Everything Wrong with South Carolina’s Education System, in One Bill
Be it resolved: Everybody should learn a lot of good things
Once in a while, the legislature passes a bill that perfectly expresses an otherwise mystifying attitude inside the State House. Such a bill is H.4936, introduced in February, passed by the House on May 24, and signed by the governor on May 26.
What does the bill do? That’s the interesting part. It doesn’t actually do anything. If we’re going to personify the legislation, it would be more accurate to say the bill wishes or gestures or maybe emotes. But it does nothing.
Here is the first sentence of the bill:
The General Assembly declares that the principles outlined in the Profile of the South Carolina Graduate, published by the South Carolina Association of School Administrators and approved by the South Carolina Chamber of Commerce, the South Carolina Council on Competitiveness, the Education Oversight Committee, the State Board of Education and Transform SC schools and districts, are the standards by which our state’s high school graduates should be measured and are this state’s achievement goals for all high school students.
We were not aware of the existence of the “Profile of the South Carolina Graduate,” but it seems to consist of this one-page document produced by a new or newish organization called TransformSC.
The bill – now the law – goes on:
The State shall make a reasonable and concerted effort to ensure that graduates have world class knowledge based on rigorous standards in language arts and math for college and career readiness.

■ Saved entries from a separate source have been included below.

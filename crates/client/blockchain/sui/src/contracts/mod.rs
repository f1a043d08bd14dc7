//! Sui Move contract integrations.
//!
//! Each contract is a struct holding deployment ids, with one call builder
//! per entry function.

pub mod battleship;

pub use battleship::{BattleshipContract, BattleshipFunction};
//! Board-validity circuit.
//!
//! Public: `[commitment]`. Private: the fleet.
//!
//! Enforces that the fleet hashes to the commitment, that every ship lies on
//! the board, and that no two ship cells coincide.

use ark_bn254::Fr;
use ark_r1cs_std::alloc::AllocVar;
use ark_r1cs_std::fields::fp::FpVar;
use ark_relations::r1cs::{ConstraintSynthesizer, ConstraintSystemRef, SynthesisError};
use game_core::Board;

use super::gadgets::{
    alloc_fleet, enforce_commitment_gadget, enforce_distinct_gadget, enforce_on_board_gadget,
    fleet_cells,
};

#[derive(Clone, Debug)]
pub struct BoardCircuit {
    pub commitment: Fr,
    pub board: Board,
}

impl BoardCircuit {
    pub fn new(commitment: Fr, board: Board) -> Self {
        Self { commitment, board }
    }

    pub fn public_inputs(&self) -> Vec<Fr> {
        vec![self.commitment]
    }
}

impl ConstraintSynthesizer<Fr> for BoardCircuit {
    fn generate_constraints(self, cs: ConstraintSystemRef<Fr>) -> Result<(), SynthesisError> {
        let commitment = FpVar::new_input(cs.clone(), || Ok(self.commitment))?;
        let fleet = alloc_fleet(cs, &self.board)?;

        enforce_commitment_gadget(&fleet, &commitment)?;

        // A straight ship is on the board iff both ends are.
        for ship in &fleet {
            let (end_x, end_y) = ship.end();
            enforce_on_board_gadget(&ship.x)?;
            enforce_on_board_gadget(&ship.y)?;
            enforce_on_board_gadget(&end_x)?;
            enforce_on_board_gadget(&end_y)?;
        }

        let cells = fleet_cells(&fleet);
        for (i, a) in cells.iter().enumerate() {
            for b in &cells[i + 1..] {
                enforce_distinct_gadget(a, b)?;
            }
        }

        Ok(())
    }
}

Students should have the opportunity to learn one of a number of foreign languages, and have offerings in science, technology, engineering, mathematics, arts, and social sciences that afford them the knowledge needed to be successful.
H.4936, then, makes it official: Per a badly designed pdf document, the state of South Carolina will now strive to give high school graduates “world class knowledge based on rigorous standards in language arts and math.” Per the same document, students should have opportunities in a lot of important disciplines, including science and math and the arts.
We’re glad that’s all settled!
The new law has more to say about the good things that should be the case. Specifically:
Students also must be offered the ability to obtain world class skills such as:
creativity and innovation;
critical thinking and problem solving;
collaboration and teamwork;
communication, information, media, and technology; and
knowing how to learn.
We would not have classified most of the terms listed here – creativity, innovation, collaboration, teamwork, communication, information, media, technology, and “knowing how to learn” – as “skills.” But state law now says they are skills. Indeed, “world class skills.”
There is one more paragraph.
Students finally also must be offered reasonable exposure, examples, and information on the state’s vision of life and career characteristics such as:
work ethic; and
A lot of questions arise here, none of them very pleasant. Is there a distinction between “exposure, examples, and information” or is that just legislative verbiage? We were not aware that the state has a “vision of life” – what is that, exactly? And how are these random highfalutin nouns and noun phrases – integrity, self-direction, global perspective, perseverance, work ethic, interpersonal skills – part of a “vision of life” or instances of “career characteristics”?
The bill had no individual sponsor – instead it was sponsored by the House Education and Public Works Committee – but we wonder why its authors, whoever they were, didn’t simply write, “Be it hereby enacted by the General Assembly that South Carolinians become a highly educated population and acquire a lot of important skill sets.” That would have been simpler, and more honest.
We’re certain there must be some technical reason why this unreadable balderdash had to be put into a document and passed into law. Perhaps some federal grant dictated that the state’s educational standards must be enumerated and part of the law code – we don’t know, or care.
The sheer meaninglessness of the thing does strike us as significant, though. The fact that this collection of subliterate jargon was produced by the South Carolina General Assembly, presumably in conjunction with the state’s education bureaucracy – the Education Oversight Committee, the State Board of Education, the Department of Education, and a hodgepodge of education-related nonprofits like TransformSC and New Carolina – fills one with dread and hopelessness. Sadly, the very politicos who produced the bill will summon every bad argument they can think of against the implementation of anything resembling school choice.
Our favorite line in the bill, though, is the last one: “This act takes effect upon approval by the governor.” As if there were anything in it to take effect.